TASK ITEM:
An exact, complete copy of the data that follows is needed.

___ MATERIAL FOR THIS EXERCISE ___

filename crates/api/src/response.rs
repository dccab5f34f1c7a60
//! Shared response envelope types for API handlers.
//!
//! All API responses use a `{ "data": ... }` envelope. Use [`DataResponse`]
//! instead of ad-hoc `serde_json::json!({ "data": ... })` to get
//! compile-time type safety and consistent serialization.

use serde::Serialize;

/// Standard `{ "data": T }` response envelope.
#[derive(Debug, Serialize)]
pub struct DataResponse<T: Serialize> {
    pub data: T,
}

___

ANSWER SPACE:
filename crates/api/src/response.rs
repository dccab5f34f1c7a60
//! Shared response envelope types for API handlers.
//!
//! All API responses use a `{ "data": ... }` envelope. Use [`DataResponse`]
//! instead of ad-hoc `serde_json::json!({ "data": ... })` to get
//! compile-time type safety and consistent serialization.

use serde::Serialize;

/// Standard `{ "data": T }` response envelope.
#[derive(Debug, Serialize)]
pub struct DataResponse<T: Serialize> {
    pub data: T,
}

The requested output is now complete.